▸ **EXERCISE**
Treat the line containing "inner.state.mark_playing();" as the first line and the final line of the material below as the last; reproduce that range exactly.

▸ **TASK INPUT**
//! Radio player: one stream at a time from a fixed station list

use std::sync::{Arc, Mutex, MutexGuard};
use tokio::{
    sync::{broadcast, mpsc},
    task::JoinHandle,
};
use tracing::{debug, info, warn};

use super::{PlayerSnapshot, PlayerState, StateEvent, StationList};
use crate::{
    error::{Error, Result},
    services::{StreamBackend, StreamFault, StreamHandle, StreamRequest},
    tasks::stream_load_task,
};

/// Outcome of a station selection
#[derive(Debug, Clone)]
pub struct Selection {
    pub snapshot: PlayerSnapshot,
    /// False when the station was already selected
    pub changed: bool,
}

/// Owns the playback source and the player state.
///
/// Cloning is cheap and every clone drives the same player. Methods that
/// start playback spawn the load on the current tokio runtime.
#[derive(Clone)]
pub struct RadioPlayer {
    inner: Arc<Mutex<PlayerInner>>,
    stations: Arc<StationList>,
    backend: Arc<dyn StreamBackend>,
    faults: mpsc::UnboundedSender<StreamFault>,
    events: broadcast::Sender<StateEvent>,
}

struct PlayerInner {
    state: PlayerState,
    /// Id of the latest load attempt; older resolutions are ignored
    generation: u64,
    source: Option<Box<dyn StreamHandle>>,
    loading: Option<JoinHandle<()>>,
}

impl RadioPlayer {
    /// Create an idle player on the first station. Call [`RadioPlayer::start`]
    /// to begin playing it.
    ///
    /// The returned receiver carries mid-play faults from the backend and has
    /// to be drained with [`crate::tasks::stream_fault_task`].
    pub fn new(
        stations: StationList,
        backend: Arc<dyn StreamBackend>,
        volume: f32,
        events: broadcast::Sender<StateEvent>,
    ) -> (Self, mpsc::UnboundedReceiver<StreamFault>) {
        let (faults, fault_rx) = mpsc::unbounded_channel();
        let player = Self {
            inner: Arc::new(Mutex::new(PlayerInner {
                state: PlayerState::new(volume),
                generation: 0,
                source: None,
                loading: None,
            })),
            stations: Arc::new(stations),
            backend,
            faults,
            events,
        };
        (player, fault_rx)
    }

    fn lock(&self) -> Result<MutexGuard<'_, PlayerInner>> {
        self.inner.lock().map_err(|_| Error::StatePoisoned("player"))
    }

    pub fn stations(&self) -> &StationList {
        &self.stations
    }

    pub(crate) fn backend(&self) -> Arc<dyn StreamBackend> {
        Arc::clone(&self.backend)
    }

    /// Current player state as published to clients
    pub fn snapshot(&self) -> Result<PlayerSnapshot> {
        let inner = self.lock()?;
        Ok(self.snapshot_of(&inner))
    }

    fn snapshot_of(&self, inner: &PlayerInner) -> PlayerSnapshot {
        let state = &inner.state;
        // Index is always in range, the list is non-empty and never changes
        let station = self.stations.as_slice()[state.index].clone();
        PlayerSnapshot {
            station,
            index: state.index,
            station_count: self.stations.len(),
            playing: state.playing,
            loading: state.loading,
            error: state.error.clone(),
            volume: state.volume,
            muted: state.is_muted(),
            bytes_received: inner.source.as_ref().map_or(0, |s| s.bytes_received()),
        }
    }

    fn publish(&self, inner: &PlayerInner) -> PlayerSnapshot {
        let snapshot = self.snapshot_of(inner);
        if self.events.send(StateEvent::Player(snapshot.clone())).is_err() {
            debug!("No listeners for player state change");
        }
        snapshot
    }

    /// Autoplay the current station, as the site does on first load
    pub fn start(&self) -> Result<PlayerSnapshot> {
        let mut inner = self.lock()?;
        info!("Autoplaying {}", self.stations.as_slice()[inner.state.index].name);
        self.start_load(&mut inner);
        Ok(self.publish(&inner))
    }

    /// Switch to the next station, wrapping to the first
    pub fn next(&self) -> Result<PlayerSnapshot> {
        let mut inner = self.lock()?;
        let index = self.stations.next_index(inner.state.index);
        Ok(self.switch_to(&mut inner, index).snapshot)
    }

    /// Switch to the previous station, wrapping to the last
    pub fn previous(&self) -> Result<PlayerSnapshot> {
        let mut inner = self.lock()?;
        let index = self.stations.previous_index(inner.state.index);
        Ok(self.switch_to(&mut inner, index).snapshot)
    }

    /// Switch to the station at `index`
    pub fn select(&self, index: usize) -> Result<Selection> {
        if index >= self.stations.len() {
            return Err(Error::StationNotFound(format!("index {}", index)));
        }
        let mut inner = self.lock()?;
        Ok(self.switch_to(&mut inner, index))
    }

    /// Switch to the station streaming from `url`
    pub fn select_url(&self, url: &str) -> Result<Selection> {
        let index = self
            .stations
            .position_of_url(url)
            .ok_or_else(|| Error::StationNotFound(url.to_string()))?;
        let mut inner = self.lock()?;
        Ok(self.switch_to(&mut inner, index))
    }

    fn switch_to(&self, inner: &mut PlayerInner, index: usize) -> Selection {
        if index == inner.state.index {
            debug!("Station {} already selected", index);
            return Selection {
                snapshot: self.snapshot_of(inner),
                changed: false,
            };
        }
        inner.state.index = index;
        info!("Tuning to {}", self.stations.as_slice()[index].name);
        self.start_load(inner);
        Selection {
            snapshot: self.publish(inner),
            changed: true,
        }
    }

    /// Stop whatever is playing and start loading the current station
    fn start_load(&self, inner: &mut PlayerInner) {
        if let Some(task) = inner.loading.take() {
            task.abort();
        }
        inner.source = None;
        inner.generation += 1;
        inner.state.begin_load();

        let request = StreamRequest {
            url: self.stations.as_slice()[inner.state.index].url.clone(),
            volume: inner.state.volume,
            generation: inner.generation,
            faults: self.faults.clone(),
        };
        debug!("Loading {} (generation {})", request.url, request.generation);
        inner.loading = Some(tokio::spawn(stream_load_task(self.clone(), request)));
    }

    /// Pause if playing, otherwise try to play the current station again
    pub fn toggle_playback(&self) -> Result<PlayerSnapshot> {
        let mut inner = self.lock()?;
        if inner.state.playing {
            info!("Pausing playback");
            inner.source = None;
            inner.state.stop();
        } else {
            info!("Starting playback");
            self.start_load(&mut inner);
        }
        Ok(self.publish(&inner))
    }

    /// Set the volume, clamped to [0, 1], and apply it to the active stream
    pub fn set_volume(&self, volume: f32) -> Result<PlayerSnapshot> {
        let mut inner = self.lock()?;
        let applied = inner.state.set_volume(volume)?;
        if let Some(source) = &inner.source {
            source.set_volume(applied);
        }
        debug!("Volume set to {}", applied);
        Ok(self.publish(&inner))
    }

    /// Mute, or restore the level from before the mute
    pub fn toggle_mute(&self) -> Result<PlayerSnapshot> {
        let mut inner = self.lock()?;
        let applied = inner.state.toggle_mute();
        if let Some(source) = &inner.source {
            source.set_volume(applied);
        }
        debug!("Mute toggled, volume now {}", applied);
        Ok(self.publish(&inner))
    }

    /// Record the outcome of load attempt `generation`.
    ///
    /// Returns false when a newer attempt has superseded this one; a stale
    /// stream that did start is stopped right away.
    pub(crate) fn resolve(
        &self,
        generation: u64,
        outcome: Result<Box<dyn StreamHandle>>,
    ) -> Result<bool> {
        let mut inner = self.lock()?;
        if generation != inner.generation {
            debug!(
                "Discarding stale load result (generation {}, current {})",
                generation, inner.generation
            );
            return Ok(false);
        }

        inner.loading = None;
        match outcome {
            Ok(source) => {
                // Volume may have moved while the stream was connecting
                source.set_volume(inner.state.volume);
                inner.source = Some(source);
                inner.state.mark_playing();
                info!("Playing {}", self.stations.as_slice()[inner.state.index].name);
            }
            Err(e) => {
                match &e {
                    Error::StreamUnavailable { reason } => warn!("Stream unavailable: {}", reason),
                    other => warn!("Stream failed to start: {}", other),
                }
                inner.source = None;
                inner.state.mark_failed();
            }
        }
        self.publish(&inner);
        Ok(true)
    }

    /// Handle a stream that stopped on its own after starting
    pub(crate) fn fault(&self, fault: StreamFault) -> Result<bool> {
        let mut inner = self.lock()?;
        if fault.generation != inner.generation || inner.source.is_none() {
            debug!("Ignoring fault from generation {}", fault.generation);
            return Ok(false);
        }

        warn!("Active stream faulted: {}", fault.reason);
        inner.source = None;
        inner.state.mark_failed();
        self.publish(&inner);
        Ok(true)
    }

    /// Stop playback and abandon any pending load
    pub fn shutdown(&self) {
        match self.lock() {
            Ok(mut inner) => {
                if let Some(task) = inner.loading.take() {
                    task.abort();
                }
                inner.source = None;
                inner.state.stop();
                inner.state.loading = false;
            }
            Err(e) => warn!("Failed to stop player: {}", e),
        }
    }
}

▸ **WRITTEN ANSWER**
                inner.state.mark_playing();
                info!("Playing {}", self.stations.as_slice()[inner.state.index].name);
            }
            Err(e) => {
                match &e {
                    Error::StreamUnavailable { reason } => warn!("Stream unavailable: {}", reason),
                    other => warn!("Stream failed to start: {}", other),
                }
                inner.source = None;
                inner.state.mark_failed();
            }
        }
        self.publish(&inner);
        Ok(true)
    }

    /// Handle a stream that stopped on its own after starting
    pub(crate) fn fault(&self, fault: StreamFault) -> Result<bool> {
        let mut inner = self.lock()?;
        if fault.generation != inner.generation || inner.source.is_none() {
            debug!("Ignoring fault from generation {}", fault.generation);
            return Ok(false);
        }

        warn!("Active stream faulted: {}", fault.reason);
        inner.source = None;
        inner.state.mark_failed();
        self.publish(&inner);
        Ok(true)
    }

    /// Stop playback and abandon any pending load
    pub fn shutdown(&self) {
        match self.lock() {
            Ok(mut inner) => {
                if let Some(task) = inner.loading.take() {
                    task.abort();
                }
                inner.source = None;
                inner.state.stop();
                inner.state.loading = false;
            }
            Err(e) => warn!("Failed to stop player: {}", e),
        }
    }
}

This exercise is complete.